Your objective
Word for word, restate every record.

Provided records
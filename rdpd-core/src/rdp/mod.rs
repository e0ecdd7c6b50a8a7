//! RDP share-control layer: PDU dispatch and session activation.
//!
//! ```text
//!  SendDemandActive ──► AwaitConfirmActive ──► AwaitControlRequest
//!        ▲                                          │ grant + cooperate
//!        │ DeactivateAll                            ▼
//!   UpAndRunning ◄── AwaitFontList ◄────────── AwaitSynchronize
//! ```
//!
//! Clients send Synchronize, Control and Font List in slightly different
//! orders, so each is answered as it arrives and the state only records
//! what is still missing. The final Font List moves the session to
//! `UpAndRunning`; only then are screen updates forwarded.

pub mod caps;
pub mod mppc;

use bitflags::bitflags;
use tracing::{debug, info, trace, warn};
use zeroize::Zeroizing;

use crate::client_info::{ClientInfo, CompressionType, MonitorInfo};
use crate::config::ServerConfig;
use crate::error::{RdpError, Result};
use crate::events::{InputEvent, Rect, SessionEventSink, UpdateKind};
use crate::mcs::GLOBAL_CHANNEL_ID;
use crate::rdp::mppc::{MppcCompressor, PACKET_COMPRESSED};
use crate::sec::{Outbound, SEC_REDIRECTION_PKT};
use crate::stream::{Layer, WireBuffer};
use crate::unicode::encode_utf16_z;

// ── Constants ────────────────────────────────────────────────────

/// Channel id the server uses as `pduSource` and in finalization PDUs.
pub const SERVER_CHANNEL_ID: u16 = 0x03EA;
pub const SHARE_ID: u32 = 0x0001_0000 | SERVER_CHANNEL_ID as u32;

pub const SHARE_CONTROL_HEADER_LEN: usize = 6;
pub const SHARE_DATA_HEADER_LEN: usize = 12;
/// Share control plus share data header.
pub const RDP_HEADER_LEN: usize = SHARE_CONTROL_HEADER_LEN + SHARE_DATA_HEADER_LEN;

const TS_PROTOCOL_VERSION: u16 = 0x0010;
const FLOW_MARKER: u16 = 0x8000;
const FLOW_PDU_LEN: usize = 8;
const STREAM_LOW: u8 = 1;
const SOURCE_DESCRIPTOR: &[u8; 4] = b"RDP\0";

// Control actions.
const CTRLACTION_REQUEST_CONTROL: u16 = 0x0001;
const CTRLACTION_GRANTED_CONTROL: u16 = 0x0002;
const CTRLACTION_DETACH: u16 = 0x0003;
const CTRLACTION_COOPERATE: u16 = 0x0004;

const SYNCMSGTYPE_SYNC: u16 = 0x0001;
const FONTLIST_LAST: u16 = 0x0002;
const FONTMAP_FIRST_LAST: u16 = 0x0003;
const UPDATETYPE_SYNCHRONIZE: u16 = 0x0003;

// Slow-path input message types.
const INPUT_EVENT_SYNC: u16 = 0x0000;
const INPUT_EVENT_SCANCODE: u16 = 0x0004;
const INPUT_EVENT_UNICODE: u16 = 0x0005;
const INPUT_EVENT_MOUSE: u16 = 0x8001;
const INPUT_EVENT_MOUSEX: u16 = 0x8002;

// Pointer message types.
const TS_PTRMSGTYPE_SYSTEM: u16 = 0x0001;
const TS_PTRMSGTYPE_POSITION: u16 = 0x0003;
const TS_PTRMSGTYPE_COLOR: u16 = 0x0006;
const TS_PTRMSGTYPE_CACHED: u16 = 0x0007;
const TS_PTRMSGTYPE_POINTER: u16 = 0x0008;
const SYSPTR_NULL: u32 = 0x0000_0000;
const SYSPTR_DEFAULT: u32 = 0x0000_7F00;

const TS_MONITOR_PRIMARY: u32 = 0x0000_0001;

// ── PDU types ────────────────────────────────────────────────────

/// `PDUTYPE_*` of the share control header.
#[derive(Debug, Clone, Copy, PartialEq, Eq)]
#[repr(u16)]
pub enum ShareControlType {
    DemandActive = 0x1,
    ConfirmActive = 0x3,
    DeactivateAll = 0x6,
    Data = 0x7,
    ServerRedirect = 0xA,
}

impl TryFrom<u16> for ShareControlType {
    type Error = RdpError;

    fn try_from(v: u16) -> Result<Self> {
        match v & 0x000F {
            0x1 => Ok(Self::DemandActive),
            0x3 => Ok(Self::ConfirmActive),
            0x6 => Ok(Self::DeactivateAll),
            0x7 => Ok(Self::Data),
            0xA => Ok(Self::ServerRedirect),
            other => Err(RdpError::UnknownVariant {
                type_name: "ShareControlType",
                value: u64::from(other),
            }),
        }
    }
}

Result for this exercise
filename rdpd-core/src/rdp/mod.rs
repository e0ecdd7c6b50a8a7
//! RDP share-control layer: PDU dispatch and session activation.
//!
//! ```text
//!  SendDemandActive ──► AwaitConfirmActive ──► AwaitControlRequest
//!        ▲                                          │ grant + cooperate
//!        │ DeactivateAll                            ▼
//!   UpAndRunning ◄── AwaitFontList ◄────────── AwaitSynchronize
//! ```
//!
//! Clients send Synchronize, Control and Font List in slightly different
//! orders, so each is answered as it arrives and the state only records
//! what is still missing. The final Font List moves the session to
//! `UpAndRunning`; only then are screen updates forwarded.

pub mod caps;
pub mod mppc;

use bitflags::bitflags;
use tracing::{debug, info, trace, warn};
use zeroize::Zeroizing;

use crate::client_info::{ClientInfo, CompressionType, MonitorInfo};
use crate::config::ServerConfig;
use crate::error::{RdpError, Result};
use crate::events::{InputEvent, Rect, SessionEventSink, UpdateKind};
use crate::mcs::GLOBAL_CHANNEL_ID;
use crate::rdp::mppc::{MppcCompressor, PACKET_COMPRESSED};
use crate::sec::{Outbound, SEC_REDIRECTION_PKT};
use crate::stream::{Layer, WireBuffer};
use crate::unicode::encode_utf16_z;

// ── Constants ────────────────────────────────────────────────────

/// Channel id the server uses as `pduSource` and in finalization PDUs.
pub const SERVER_CHANNEL_ID: u16 = 0x03EA;
pub const SHARE_ID: u32 = 0x0001_0000 | SERVER_CHANNEL_ID as u32;

pub const SHARE_CONTROL_HEADER_LEN: usize = 6;
pub const SHARE_DATA_HEADER_LEN: usize = 12;
/// Share control plus share data header.
pub const RDP_HEADER_LEN: usize = SHARE_CONTROL_HEADER_LEN + SHARE_DATA_HEADER_LEN;

const TS_PROTOCOL_VERSION: u16 = 0x0010;
const FLOW_MARKER: u16 = 0x8000;
const FLOW_PDU_LEN: usize = 8;
const STREAM_LOW: u8 = 1;
const SOURCE_DESCRIPTOR: &[u8; 4] = b"RDP\0";

// Control actions.
const CTRLACTION_REQUEST_CONTROL: u16 = 0x0001;
const CTRLACTION_GRANTED_CONTROL: u16 = 0x0002;
const CTRLACTION_DETACH: u16 = 0x0003;
const CTRLACTION_COOPERATE: u16 = 0x0004;

const SYNCMSGTYPE_SYNC: u16 = 0x0001;
const FONTLIST_LAST: u16 = 0x0002;
const FONTMAP_FIRST_LAST: u16 = 0x0003;
const UPDATETYPE_SYNCHRONIZE: u16 = 0x0003;

// Slow-path input message types.
const INPUT_EVENT_SYNC: u16 = 0x0000;
const INPUT_EVENT_SCANCODE: u16 = 0x0004;
const INPUT_EVENT_UNICODE: u16 = 0x0005;
const INPUT_EVENT_MOUSE: u16 = 0x8001;
const INPUT_EVENT_MOUSEX: u16 = 0x8002;

// Pointer message types.
const TS_PTRMSGTYPE_SYSTEM: u16 = 0x0001;
const TS_PTRMSGTYPE_POSITION: u16 = 0x0003;
const TS_PTRMSGTYPE_COLOR: u16 = 0x0006;
const TS_PTRMSGTYPE_CACHED: u16 = 0x0007;
const TS_PTRMSGTYPE_POINTER: u16 = 0x0008;
const SYSPTR_NULL: u32 = 0x0000_0000;
const SYSPTR_DEFAULT: u32 = 0x0000_7F00;

const TS_MONITOR_PRIMARY: u32 = 0x0000_0001;

// ── PDU types ────────────────────────────────────────────────────

/// `PDUTYPE_*` of the share control header.
#[derive(Debug, Clone, Copy, PartialEq, Eq)]
#[repr(u16)]
pub enum ShareControlType {
    DemandActive = 0x1,
    ConfirmActive = 0x3,
    DeactivateAll = 0x6,
    Data = 0x7,
    ServerRedirect = 0xA,
}

impl TryFrom<u16> for ShareControlType {
    type Error = RdpError;

    fn try_from(v: u16) -> Result<Self> {
        match v & 0x000F {
            0x1 => Ok(Self::DemandActive),
            0x3 => Ok(Self::ConfirmActive),
            0x6 => Ok(Self::DeactivateAll),
            0x7 => Ok(Self::Data),
            0xA => Ok(Self::ServerRedirect),
            other => Err(RdpError::UnknownVariant {
                type_name: "ShareControlType",
                value: u64::from(other),
            }),
        }
    }
}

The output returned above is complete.